Most of this recent research, including Araujo et al. (2007), is based on the General Lot Sizing and Scheduling Problem (GLSP) model ( Fleischmann & Meyr, 1997) in which the planning horizon is subdivided into macro-periods, in each of which multiple products can be produced. To model the sequence of lots, each macro-period is in turn subdivided into micro-periods in which at most one product can be produced. This special structure involving subperiods within macro time periods is similar to a small-bucket framework ( Koçlar, 2005).
However, some papers, such as Clark et al., 2010 and Ferreira et al., 2012 take a different approach, using an asymmetric travelling salesman problem (ATSP) representation for sequencing lots rather than a GLSP-type model. The results presented in Ferreira et al. (2012) shown the superiority of their ATSP-type model over a GLSP-type model. One possible reason is the poor quality of the GLSP linear relaxation as a lower bound on the optimal solution.
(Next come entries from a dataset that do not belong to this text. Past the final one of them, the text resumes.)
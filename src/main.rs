mod app;
mod config;
mod highlight;
mod hint;
mod ollama;
mod tui;

use crate::app::App;
use crate::hint::HintLevel;
use crate::ollama::stream_hint;
use crate::tui::run_ui;
use anyhow::Result;
use tokio_util::sync::CancellationToken;

fn init_logging() {
    let Ok(path) = crate::config::log_path() else {
        return;
    };
    let Ok(file) = std::fs::File::create(&path) else {
        return;
    };
    tracing_subscriber::fmt()
        .with_env_filter(
            tracing_subscriber::EnvFilter::try_from_default_env()
                .unwrap_or_else(|_| "hinter=info".into()),
        )
        .with_writer(std::sync::Mutex::new(file))
        .with_ansi(false)
        .init();
}

#[tokio::main]
async fn main() -> Result<()> {
    init_logging();

    if let Err(e) = crate::config::load_config() {
        eprintln!("failed to initialize config: {}", e);
    }

    let mut app = App::new();
    let cancel_token = CancellationToken::new();

    {
        let ct = cancel_token.clone();
        tokio::spawn(async move {
            let _ = tokio::signal::ctrl_c().await;
            ct.cancel();
        });
    }

    run_ui(
        &mut app,
        cancel_token.clone(),
        move |level: HintLevel, problem: String, generation, ct, tx| async move {
            stream_hint(level, problem, generation, ct, tx).await;
        },
    )
    .await?;

    Ok(())
}
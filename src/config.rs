use directories::BaseDirs;
use serde::{Deserialize, Serialize};
use std::{fs, io, path::PathBuf};

#[derive(Deserialize, Serialize)]
pub struct Config {
    pub model: String,
    pub uri: String,
    pub system: Option<String>,
    #[serde(default = "default_temperature")]
    pub temperature: f32,
}

fn default_temperature() -> f32 {
    0.1
}

impl Default for Config {
    fn default() -> Self {
        Config {
            model: "myllama".into(),
            uri: "http://localhost:11434".into(),
            system: None,
            temperature: default_temperature(),
        }
    }
}

fn config_dir() -> io::Result<PathBuf> {
    let base = BaseDirs::new()
        .ok_or_else(|| io::Error::new(io::ErrorKind::NotFound, "Could not find home directory"))?;
    let dir = base.config_dir().join("hinter");
    fs::create_dir_all(&dir)?;
    Ok(dir)
}

fn config_path() -> io::Result<PathBuf> {
    Ok(config_dir()?.join("config.toml"))
}

/// Log file lives next to the config so nothing is ever written to the
/// raw-mode terminal.
pub fn log_path() -> io::Result<PathBuf> {
    Ok(config_dir()?.join("hinter.log"))
}

pub fn load_config() -> io::Result<Config> {
    let path = config_path()?;
    if path.exists() {
        let s = fs::read_to_string(&path)?;
        let cfg = toml::from_str(&s).map_err(|e| io::Error::new(io::ErrorKind::InvalidData, e))?;
        Ok(cfg)
    } else {
        let cfg = Config::default();
        let toml = toml::to_string_pretty(&cfg)
            .map_err(|e| io::Error::new(io::ErrorKind::InvalidData, e))?;
        fs::write(&path, toml)?;
        Ok(cfg)
    }
}
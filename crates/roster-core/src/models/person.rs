//! Person model

use serde::{Deserialize, Serialize};
use std::fmt;
use std::str::FromStr;
use uuid::Uuid;

use super::DepartmentId;
use crate::util::{normalize_key, now_ms};

/// A unique identifier for a person, using UUID v7 (time-sortable)
#[derive(Debug, Clone, Copy, PartialEq, Eq, Hash, Serialize, Deserialize)]
pub struct PersonId(Uuid);

impl PersonId {
    /// Create a new unique person ID using UUID v7
    #[must_use]
    pub fn new() -> Self {
        Self(Uuid::now_v7())
    }

    /// Get the string representation of this ID
    #[must_use]
    pub fn as_str(&self) -> String {
        self.0.to_string()
    }
}

impl Default for PersonId {
    fn default() -> Self {
        Self::new()
    }
}

impl fmt::Display for PersonId {
    fn fmt(&self, f: &mut fmt::Formatter<'_>) -> fmt::Result {
        write!(f, "{}", self.0)
    }
}

impl FromStr for PersonId {
    type Err = uuid::Error;

    fn from_str(s: &str) -> Result<Self, Self::Err> {
        Ok(Self(Uuid::parse_str(s.trim())?))
    }
}

/// A person on the stored roster
#[derive(Debug, Clone, PartialEq, Eq, Serialize, Deserialize)]
pub struct Person {
    /// Unique identifier
    pub id: PersonId,
    pub first_name: String,
    pub last_name: String,
    /// Natural key, unique among live people ignoring case
    pub email: String,
    pub department_id: DepartmentId,
    /// Line manager
    pub manager_id: Option<PersonId>,
    /// Creation timestamp (Unix ms)
    pub created_at: i64,
    /// Last update timestamp (Unix ms)
    pub updated_at: Option<i64>,
    /// Soft delete marker (Unix ms)
    pub deleted_at: Option<i64>,
}

impl Person {
    /// Create a new person in the given department
    #[must_use]
    pub fn new(
        first_name: impl Into<String>,
        last_name: impl Into<String>,
        email: impl Into<String>,
        department_id: DepartmentId,
    ) -> Self {
        Self {
            id: PersonId::new(),
            first_name: first_name.into().trim().to_string(),
            last_name: last_name.into().trim().to_string(),
            email: email.into().trim().to_string(),
            department_id,
            manager_id: None,
            created_at: now_ms(),
            updated_at: None,
            deleted_at: None,
        }
    }

    /// Set the line manager
    #[must_use]
    pub const fn with_manager(mut self, manager_id: Option<PersonId>) -> Self {
        self.manager_id = manager_id;
        self
    }

    /// "First Last", skipping empty parts
    #[must_use]
    pub fn full_name(&self) -> String {
        [self.first_name.trim(), self.last_name.trim()]
            .iter()
            .filter(|part| !part.is_empty())
            .copied()
            .collect::<Vec<_>>()
            .join(" ")
    }

    /// Case-insensitive lookup key for the email
    #[must_use]
    pub fn email_key(&self) -> String {
        normalize_key(&self.email)
    }

    #[must_use]
    pub const fn is_deleted(&self) -> bool {
        self.deleted_at.is_some()
    }
}
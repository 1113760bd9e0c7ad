//! Sync result aggregation

use serde::{Deserialize, Serialize};

use crate::util::compact_text;

/// Overall outcome of a batch that ran to completion
#[derive(Debug, Clone, Copy, PartialEq, Eq, Serialize, Deserialize)]
#[serde(rename_all = "snake_case")]
pub enum SyncStatus {
    Ok,
    PartialSuccess,
}

/// Summary returned to the caller after a sync batch
#[derive(Debug, Clone, PartialEq, Eq, Serialize, Deserialize)]
#[serde(rename_all = "camelCase")]
pub struct SyncReport {
    pub success: bool,
    pub processed_count: usize,
    pub failed_count: usize,
    pub skipped_count: usize,
    pub message: String,
    /// One entry per failed item, in processing order
    pub errors: Vec<String>,
    /// Items skipped for a reason worth surfacing
    #[serde(default)]
    pub warnings: Vec<String>,
}

impl SyncReport {
    #[must_use]
    pub const fn status(&self) -> SyncStatus {
        if self.success {
            SyncStatus::Ok
        } else {
            SyncStatus::PartialSuccess
        }
    }

    /// Number of decisions the batch contained
    #[must_use]
    pub const fn total(&self) -> usize {
        self.processed_count + self.failed_count + self.skipped_count
    }
}

/// Running counters for one batch
#[derive(Debug, Default)]
pub struct SyncTally {
    processed: usize,
    failed: usize,
    skipped: usize,
    errors: Vec<String>,
    warnings: Vec<String>,
}

impl SyncTally {
    pub fn processed(&mut self) {
        self.processed += 1;
    }

    pub fn skipped(&mut self, note: Option<String>) {
        self.skipped += 1;
        if let Some(note) = note {
            self.warnings.push(compact_text(&note));
        }
    }

    pub fn failed(&mut self, label: &str, reason: &str) {
        self.failed += 1;
        self.errors.push(compact_text(&format!("{label}: {reason}")));
    }

    /// Move an item already counted as processed over to the failures
    pub fn retract(&mut self, label: &str, reason: &str) {
        self.processed = self.processed.saturating_sub(1);
        self.failed(label, reason);
    }

    #[must_use]
    pub fn finish(self) -> SyncReport {
        let success = self.failed == 0;
        let message = if success {
            format!(
                "Sync completed successfully: {} processed, {} skipped",
                self.processed, self.skipped
            )
        } else {
            format!(
                "Sync completed with errors: {} processed, {} failed, {} skipped",
                self.processed, self.failed, self.skipped
            )
        };

        SyncReport {
            success,
            processed_count: self.processed,
            failed_count: self.failed,
            skipped_count: self.skipped,
            message,
            errors: self.errors,
            warnings: self.warnings,
        }
    }
}
use std::path::PathBuf;

use clap::{Parser, Subcommand, ValueEnum};

#[derive(Parser)]
#[command(name = "roster")]
#[command(about = "Reconcile an external people roster with the stored one")]
#[command(version)]
pub struct Cli {
    #[command(subcommand)]
    pub command: Commands,

    /// Optional path to local database file
    #[arg(long, global = true, value_name = "PATH")]
    pub db_path: Option<PathBuf>,
}

#[derive(Subcommand)]
pub enum Commands {
    /// Compare a roster CSV against the stored roster without changing anything
    Compare {
        /// Roster CSV file
        csv: PathBuf,
        /// Output as JSON
        #[arg(long)]
        json: bool,
        /// Save the comparison for review; the file can be passed to `sync`
        #[arg(short, long, value_name = "PATH")]
        output: Option<PathBuf>,
    },
    /// Apply reviewed decisions to the stored roster
    Sync {
        /// Reviewed decisions (JSON array), e.g. a saved comparison
        #[arg(value_name = "DECISIONS", required_unless_present = "from_csv")]
        decisions: Option<PathBuf>,
        /// Compare this CSV and apply the default merge in one step
        #[arg(long, value_name = "CSV", conflicts_with = "decisions")]
        from_csv: Option<PathBuf>,
        /// With --from-csv, also delete people missing from the CSV
        #[arg(long, requires = "from_csv")]
        include_deletions: bool,
        /// Output as JSON
        #[arg(long)]
        json: bool,
    },
    /// List people on the stored roster
    People {
        /// Output as JSON
        #[arg(long)]
        json: bool,
    },
    /// Manage departments
    #[command(alias = "dept")]
    Departments {
        #[command(subcommand)]
        command: DepartmentCommands,
    },
    /// Show or change CLI configuration
    Config {
        #[command(subcommand)]
        command: ConfigCommands,
    },
    /// Generate shell completion scripts
    Completions {
        /// Target shell
        #[arg(value_enum)]
        shell: CompletionShell,
        /// Optional output path (stdout when omitted)
        #[arg(short, long, value_name = "PATH")]
        output: Option<PathBuf>,
    },
}

#[derive(Clone, Copy, Debug, Eq, PartialEq, ValueEnum)]
pub enum CompletionShell {
    Bash,
    Zsh,
    Fish,
}

#[derive(Subcommand)]
pub enum DepartmentCommands {
    /// List departments
    List {
        /// Output as JSON
        #[arg(long)]
        json: bool,
    },
    /// Create a department
    Add {
        /// Department name
        name: String,
    },
    /// Rename a department
    Rename {
        /// Department ID or current name
        department: String,
        /// New name
        name: String,
    },
    /// Delete a department with no people in it
    Delete {
        /// Department ID or name
        department: String,
    },
}

#[derive(Subcommand)]
pub enum ConfigCommands {
    /// Print the effective configuration
    Show,
    /// Set a configuration value
    Set {
        /// One of: db_path, name_comparison, unselected_fallback
        key: String,
        /// New value; an empty string clears db_path
        value: String,
    },
}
Taking forward research initiated in Bernardes, Araujo, and Rangel (2010), the first contribution of this current paper is to demonstrate that certain reformulations applied to the GLSP-type model in Araujo et al. (2007) can provide improved solutions using established optimisation solvers, due mainly to their better quality of linear-relaxation lower-bounds, contributing to the growing research in this area. The second contribution is to show computationally that the use of metaheuristic methods can help solve the reformulations more quickly and better than established solvers, such as, Cplex 12.0.
This paper is structured as follows. In Section 2, the original model in Araujo et al. (2007) is presented. Section 3 develops extended formulations and proposes new constraints. In Section 4, a reformulated rolling horizon-based model is proposed while Section 5 presents the metaheuristics. Section 6 computationally compares the quality of the reformulations using the Branch-and-Cut search within the solver Cplex 12.0 and using the metaheuristics. Section 7 concludes and poses challenges for future research.
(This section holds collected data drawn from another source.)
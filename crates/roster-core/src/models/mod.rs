//! Data models for the roster

mod comparison;
mod department;
mod external;
mod person;

pub use comparison::{
    ComparisonResult, ComparisonStatus, ConflictField, Decision, FieldConflict, FieldResolution,
    FieldSource, PersonSnapshot,
};
pub use department::{Department, DepartmentId};
pub use external::ExternalRecord;
pub use person::{Person, PersonId};
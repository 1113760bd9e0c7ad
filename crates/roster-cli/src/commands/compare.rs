use std::path::Path;

use roster_core::import::read_roster;
use roster_core::RosterService;

use crate::commands::common::{format_comparison_lines, format_comparison_summary};
use crate::error::CliError;

pub async fn run_compare(
    service: &RosterService,
    csv_path: &Path,
    as_json: bool,
    output_path: Option<&Path>,
) -> Result<(), CliError> {
    let import = read_roster(csv_path)?;
    for rejected in &import.rejected {
        eprintln!("line {}: {}", rejected.line, rejected.reason);
    }

    let results = service.compare(&import.records).await?;

    if let Some(path) = output_path {
        std::fs::write(path, serde_json::to_string_pretty(&results)?)?;
        eprintln!("Saved comparison to {}", path.display());
    }

    if as_json {
        println!("{}", serde_json::to_string_pretty(&results)?);
        return Ok(());
    }

    for line in format_comparison_lines(&results) {
        println!("{line}");
    }
    println!("{}", format_comparison_summary(&results));
    Ok(())
}
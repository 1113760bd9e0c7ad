//! Error types for roster-core

use thiserror::Error;

/// Result type alias using roster-core's Error
pub type Result<T> = std::result::Result<T, Error>;

/// Errors that can occur in roster-core operations
#[derive(Error, Debug)]
pub enum Error {
    /// Database error
    #[error("Database error: {0}")]
    Database(String),

    /// libSQL error
    #[error("libSQL error: {0}")]
    LibSql(#[from] libsql::Error),

    /// IO error
    #[error("IO error: {0}")]
    Io(#[from] std::io::Error),

    /// Record not found
    #[error("Not found: {0}")]
    NotFound(String),

    /// Malformed record, decision or argument
    #[error("Invalid input: {0}")]
    InvalidInput(String),

    /// Serialization error
    #[error("Serialization error: {0}")]
    Serialization(#[from] serde_json::Error),

    /// CSV decoding error
    #[error("CSV error: {0}")]
    Csv(#[from] csv::Error),

    /// The store cannot be reached at all; aborts a whole sync batch
    #[error("Store unavailable: {0}")]
    StoreUnavailable(String),
}

const UNAVAILABLE_MARKERS: &[&str] = &[
    "unable to open database",
    "disk i/o error",
    "database is locked",
    "file is not a database",
];

impl Error {
    /// Whether this error must abort the whole batch instead of a single item.
    ///
    /// Besides `StoreUnavailable`, libSQL failures that mean the database file
    /// itself cannot be used are fatal.
    #[must_use]
    pub fn is_fatal(&self) -> bool {
        match self {
            Self::StoreUnavailable(_) => true,
            Self::LibSql(error) => {
                let message = error.to_string().to_ascii_lowercase();
                UNAVAILABLE_MARKERS
                    .iter()
                    .any(|marker| message.contains(marker))
            }
            _ => false,
        }
    }
}
//! Roster reconciliation: compare, review, apply
//!
//! [`compare`] is pure and classifies every person. [`apply`] walks reviewed
//! decisions against a store, resolving departments and managers through a
//! batch-scoped [`WorkingSet`], and tallies the outcome into a [`SyncReport`].

mod applier;
mod comparator;
mod policy;
mod report;
mod working_set;

pub use applier::apply;
pub use comparator::compare;
pub use policy::{NameComparison, ReconcilePolicy, UnselectedFallback};
pub use report::{SyncReport, SyncStatus, SyncTally};
pub use working_set::{resolve_department, resolve_manager, WorkingSet};
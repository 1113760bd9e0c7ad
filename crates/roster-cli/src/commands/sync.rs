use std::path::Path;

use roster_core::import::read_roster;
use roster_core::{Decision, RosterService, SyncReport};

use crate::commands::common::{decisions_from_results, format_report_lines, read_json_file};
use crate::error::CliError;

/// Where the decisions for a sync come from
pub enum SyncSource<'a> {
    /// A reviewed decisions file
    Decisions(&'a Path),
    /// A roster CSV merged with the default choices
    Csv {
        path: &'a Path,
        include_deletions: bool,
    },
}

pub async fn run_sync(
    service: &RosterService,
    source: SyncSource<'_>,
    as_json: bool,
) -> Result<SyncReport, CliError> {
    let decisions = load_decisions(service, source).await?;
    if decisions.is_empty() {
        return Err(CliError::NothingToSync);
    }

    let report = service.sync(&decisions).await?;

    if as_json {
        println!("{}", serde_json::to_string_pretty(&report)?);
    } else {
        for line in format_report_lines(&report) {
            println!("{line}");
        }
    }
    Ok(report)
}

pub async fn load_decisions(
    service: &RosterService,
    source: SyncSource<'_>,
) -> Result<Vec<Decision>, CliError> {
    match source {
        SyncSource::Decisions(path) => read_json_file(path),
        SyncSource::Csv {
            path,
            include_deletions,
        } => {
            let import = read_roster(path)?;
            for rejected in &import.rejected {
                eprintln!("line {}: {}", rejected.line, rejected.reason);
            }
            let results = service.compare(&import.records).await?;
            Ok(decisions_from_results(&results, include_deletions))
        }
    }
}
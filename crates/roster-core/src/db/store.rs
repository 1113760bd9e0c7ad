//! libSQL-backed roster store and row helpers shared by the repositories

use libsql::{Connection, Row, Value};

use crate::error::{Error, Result};

/// libSQL implementation of the roster repositories
pub struct LibSqlStore<'a> {
    pub(super) conn: &'a Connection,
}

impl<'a> LibSqlStore<'a> {
    /// Create a new store over the given connection
    pub const fn new(conn: &'a Connection) -> Self {
        Self { conn }
    }
}

pub(super) fn text(value: impl Into<String>) -> Value {
    Value::Text(value.into())
}

pub(super) fn optional_text(value: Option<String>) -> Value {
    value.map_or(Value::Null, Value::Text)
}

pub(super) fn optional_integer(value: Option<i64>) -> Value {
    value.map_or(Value::Null, Value::Integer)
}

pub(super) fn optional_i64(row: &Row, idx: i32) -> Result<Option<i64>> {
    match row.get_value(idx)? {
        Value::Null => Ok(None),
        Value::Integer(value) => Ok(Some(value)),
        other => Err(Error::Database(format!(
            "expected integer or NULL in column {idx}, found {other:?}"
        ))),
    }
}

pub(super) fn optional_string(row: &Row, idx: i32) -> Result<Option<String>> {
    match row.get_value(idx)? {
        Value::Null => Ok(None),
        Value::Text(value) => Ok(Some(value)),
        other => Err(Error::Database(format!(
            "expected text or NULL in column {idx}, found {other:?}"
        ))),
    }
}

pub(super) fn parse_id<T: std::str::FromStr>(raw: &str, kind: &str) -> Result<T> {
    raw.parse()
        .map_err(|_| Error::Database(format!("invalid {kind} id stored: {raw}")))
}
use std::io;

use thiserror::Error;

#[derive(Debug, Error)]
pub enum CliError {
    #[error(transparent)]
    Core(#[from] roster_core::Error),
    #[error(transparent)]
    Io(#[from] io::Error),
    #[error(transparent)]
    Serialization(#[from] serde_json::Error),
    #[error("Failed to read {path}: {message}")]
    InvalidFile { path: String, message: String },
    #[error("Department not found: {0}")]
    DepartmentNotFound(String),
    #[error("Nothing to sync: no decisions selected")]
    NothingToSync,
    #[error("Configuration error: {0}")]
    Config(String),
}
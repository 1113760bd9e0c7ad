//! Shared service layer for roster clients.

mod roster;

pub use roster::{RosterEntry, RosterService};
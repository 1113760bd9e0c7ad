use std::path::Path;

use crate::cli::ConfigCommands;
use crate::config::RosterConfig;
use crate::error::CliError;

pub fn run_config(
    command: ConfigCommands,
    config_path: &Path,
    effective_db_path: &Path,
) -> Result<(), CliError> {
    match command {
        ConfigCommands::Show => {
            let config = RosterConfig::load_from_path(config_path).map_err(CliError::Config)?;
            println!("config: {}", config_path.display());
            println!("database: {}", effective_db_path.display());
            println!("{}", serde_json::to_string_pretty(&config)?);
        }
        ConfigCommands::Set { key, value } => {
            run_config_set(config_path, &key, &value)?;
            println!("Updated {key} in {}", config_path.display());
        }
    }
    Ok(())
}

pub fn run_config_set(config_path: &Path, key: &str, value: &str) -> Result<(), CliError> {
    let mut config = RosterConfig::load_from_path(config_path).map_err(CliError::Config)?;
    config.set(key, value).map_err(CliError::Config)?;
    config
        .save_to_path(config_path)
        .map_err(CliError::Config)
}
This paper considered a lot sizing model that sequences the preparation of a key material and decides the production lot sizes of the final products. This class of problem is very prevalent in the literature, using GLSP formulations. However, recent ATSP-inspired formulations have shown better performance. Aiming to tighten the linear relaxation of the GLSP-type model in Araujo et al. (2007), a reformulation as a facility location problem was extended with setup elimination constraints and flow equations, strengthening the link between setup and changeover variables. Three different metaheuristics and an industry-standard optimizer were then successfully applied to accelerate and improve the solution of both the original and extended formulations, particularly applying simulated annealing to the latter.
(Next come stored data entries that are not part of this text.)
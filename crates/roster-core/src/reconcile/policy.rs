//! Comparison and merge policy knobs

use serde::{Deserialize, Serialize};

/// How first/last names are compared
#[derive(Debug, Clone, Copy, Default, PartialEq, Eq, Serialize, Deserialize)]
#[serde(rename_all = "snake_case")]
pub enum NameComparison {
    /// Exact value equality after trimming
    #[default]
    Exact,
    /// Equality after trimming, ignoring case
    IgnoreCase,
}

/// What a `modified` decision with no selected field applies
#[derive(Debug, Clone, Copy, Default, PartialEq, Eq, Serialize, Deserialize)]
#[serde(rename_all = "snake_case")]
pub enum UnselectedFallback {
    /// Overwrite every field whose external value differs
    #[default]
    ApplyAllDiffering,
    /// Leave the stored person untouched
    KeepStored,
}

/// Policy shared by the comparator and the sync applier
#[derive(Debug, Clone, Copy, Default, PartialEq, Eq, Serialize, Deserialize)]
pub struct ReconcilePolicy {
    #[serde(default)]
    pub name_comparison: NameComparison,
    #[serde(default)]
    pub unselected_fallback: UnselectedFallback,
}

impl ReconcilePolicy {
    /// Whether two name values count as the same under this policy
    #[must_use]
    pub fn names_equal(&self, stored: &str, external: &str) -> bool {
        let (stored, external) = (stored.trim(), external.trim());
        match self.name_comparison {
            NameComparison::Exact => stored == external,
            NameComparison::IgnoreCase => stored.to_lowercase() == external.to_lowercase(),
        }
    }
}
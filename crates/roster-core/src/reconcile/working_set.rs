//! In-memory index of live departments and people used while resolving references

use std::collections::HashMap;

use tracing::info;

use crate::db::{DepartmentRepository, RosterStore};
use crate::error::{Error, Result};
use crate::models::{Department, DepartmentId, Person, PersonId};
use crate::util::normalize_key;

/// Live departments and people, keyed by their case-insensitive natural keys.
///
/// A sync batch seeds one working set from the store and updates it as items
/// are applied, so later items in the batch see departments and people created
/// by earlier ones.
#[derive(Debug, Clone, Default)]
pub struct WorkingSet {
    departments: HashMap<String, Department>,
    department_keys: HashMap<DepartmentId, String>,
    people: HashMap<String, Person>,
    person_keys: HashMap<PersonId, String>,
}

impl WorkingSet {
    /// Build a working set from already loaded entities; deleted ones are ignored
    pub fn seed(
        departments: impl IntoIterator<Item = Department>,
        people: impl IntoIterator<Item = Person>,
    ) -> Self {
        let mut working = Self::default();
        for department in departments {
            working.record_department(department);
        }
        for person in people {
            working.record_person(person);
        }
        working
    }

    /// Load every live department and person from the store
    pub async fn load<S: RosterStore>(store: &S) -> Result<Self> {
        let departments = store.list_departments().await?;
        let people = store.list_people().await?;
        Ok(Self::seed(departments, people))
    }

    #[must_use]
    pub fn find_department(&self, name: &str) -> Option<&Department> {
        self.departments.get(&normalize_key(name))
    }

    #[must_use]
    pub fn department(&self, id: &DepartmentId) -> Option<&Department> {
        self.department_keys
            .get(id)
            .and_then(|key| self.departments.get(key))
    }

    #[must_use]
    pub fn find_person(&self, email: &str) -> Option<&Person> {
        self.people.get(&normalize_key(email))
    }

    #[must_use]
    pub fn person(&self, id: &PersonId) -> Option<&Person> {
        self.person_keys.get(id).and_then(|key| self.people.get(key))
    }

    /// Insert or replace a department
    pub fn record_department(&mut self, department: Department) {
        if department.is_deleted() {
            return;
        }
        let key = department.name_key();
        if let Some(previous) = self.department_keys.insert(department.id, key.clone()) {
            if previous != key {
                self.departments.remove(&previous);
            }
        }
        self.departments.insert(key, department);
    }

    /// Insert or replace a person, dropping a stale email key if it changed
    pub fn record_person(&mut self, person: Person) {
        if person.is_deleted() {
            self.forget_person(&person.id);
            return;
        }
        let key = person.email_key();
        if let Some(previous) = self.person_keys.insert(person.id, key.clone()) {
            if previous != key {
                self.people.remove(&previous);
            }
        }
        self.people.insert(key, person);
    }

    /// Remove a person; they no longer resolve by email or id
    pub fn forget_person(&mut self, id: &PersonId) {
        if let Some(key) = self.person_keys.remove(id) {
            self.people.remove(&key);
        }
    }

    #[must_use]
    pub fn department_count(&self) -> usize {
        self.departments.len()
    }

    #[must_use]
    pub fn person_count(&self) -> usize {
        self.people.len()
    }
}

/// Find a department by name, creating and persisting it when missing.
///
/// The new department is added to the working set before returning, so a
/// second lookup for the same name in any letter case yields the same id.
pub async fn resolve_department<S: DepartmentRepository>(
    store: &S,
    working: &mut WorkingSet,
    name: &str,
) -> Result<DepartmentId> {
    let name = name.trim();
    if name.is_empty() {
        return Err(Error::InvalidInput(
            "department name cannot be empty".to_string(),
        ));
    }

    if let Some(department) = working.find_department(name) {
        return Ok(department.id);
    }

    let department = Department::new(name);
    store.create_department(&department).await?;
    info!(department = %department.name, id = %department.id, "Created department");

    let id = department.id;
    working.record_department(department);
    Ok(id)
}

/// Find the live person a manager email refers to.
///
/// Blank or unknown emails resolve to no manager.
#[must_use]
pub fn resolve_manager(working: &WorkingSet, email: Option<&str>) -> Option<PersonId> {
    let email = email.map(str::trim).filter(|email| !email.is_empty())?;
    working.find_person(email).map(|person| person.id)
}
//! Department model

use serde::{Deserialize, Serialize};
use std::fmt;
use std::str::FromStr;
use uuid::Uuid;

use crate::util::{normalize_key, now_ms};

/// A unique identifier for a department
#[derive(Debug, Clone, Copy, PartialEq, Eq, Hash, Serialize, Deserialize)]
pub struct DepartmentId(Uuid);

impl DepartmentId {
    /// Create a new unique department ID
    #[must_use]
    pub fn new() -> Self {
        Self(Uuid::now_v7())
    }

    /// Get the string representation of this ID
    #[must_use]
    pub fn as_str(&self) -> String {
        self.0.to_string()
    }
}

impl Default for DepartmentId {
    fn default() -> Self {
        Self::new()
    }
}

impl fmt::Display for DepartmentId {
    fn fmt(&self, f: &mut fmt::Formatter<'_>) -> fmt::Result {
        write!(f, "{}", self.0)
    }
}

impl FromStr for DepartmentId {
    type Err = uuid::Error;

    fn from_str(s: &str) -> Result<Self, Self::Err> {
        Ok(Self(Uuid::parse_str(s.trim())?))
    }
}

/// A department people belong to
#[derive(Debug, Clone, PartialEq, Eq, Serialize, Deserialize)]
pub struct Department {
    /// Unique identifier
    pub id: DepartmentId,
    /// Display name, unique among live departments ignoring case
    pub name: String,
    /// Creation timestamp (Unix ms)
    pub created_at: i64,
    /// Last update timestamp (Unix ms)
    pub updated_at: Option<i64>,
    /// Soft delete marker (Unix ms)
    pub deleted_at: Option<i64>,
}

impl Department {
    /// Create a new department with the given name
    ///
    /// Surrounding whitespace is trimmed; case is preserved.
    #[must_use]
    pub fn new(name: impl Into<String>) -> Self {
        Self {
            id: DepartmentId::new(),
            name: name.into().trim().to_string(),
            created_at: now_ms(),
            updated_at: None,
            deleted_at: None,
        }
    }

    /// Case-insensitive lookup key for the name
    #[must_use]
    pub fn name_key(&self) -> String {
        normalize_key(&self.name)
    }

    #[must_use]
    pub const fn is_deleted(&self) -> bool {
        self.deleted_at.is_some()
    }
}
Computational tests showed that on the larger instances the metaheuristics outperformed Cplex and the reformulated model was more effective than the original model. Jointly applied, the metaheuristics and the extended formulation were effective on both small and large sized instances, particularly the latter where metaheuristics really show their advantage.
Future work will extend and adapt the metaheuristics to the case where multiple machines process the raw materials, the predominant case in many industrial processes. Considering the prevalence of this type of problem, future research should analyse and compare the GLSP and ATSP formulations, both theoretically and computationally.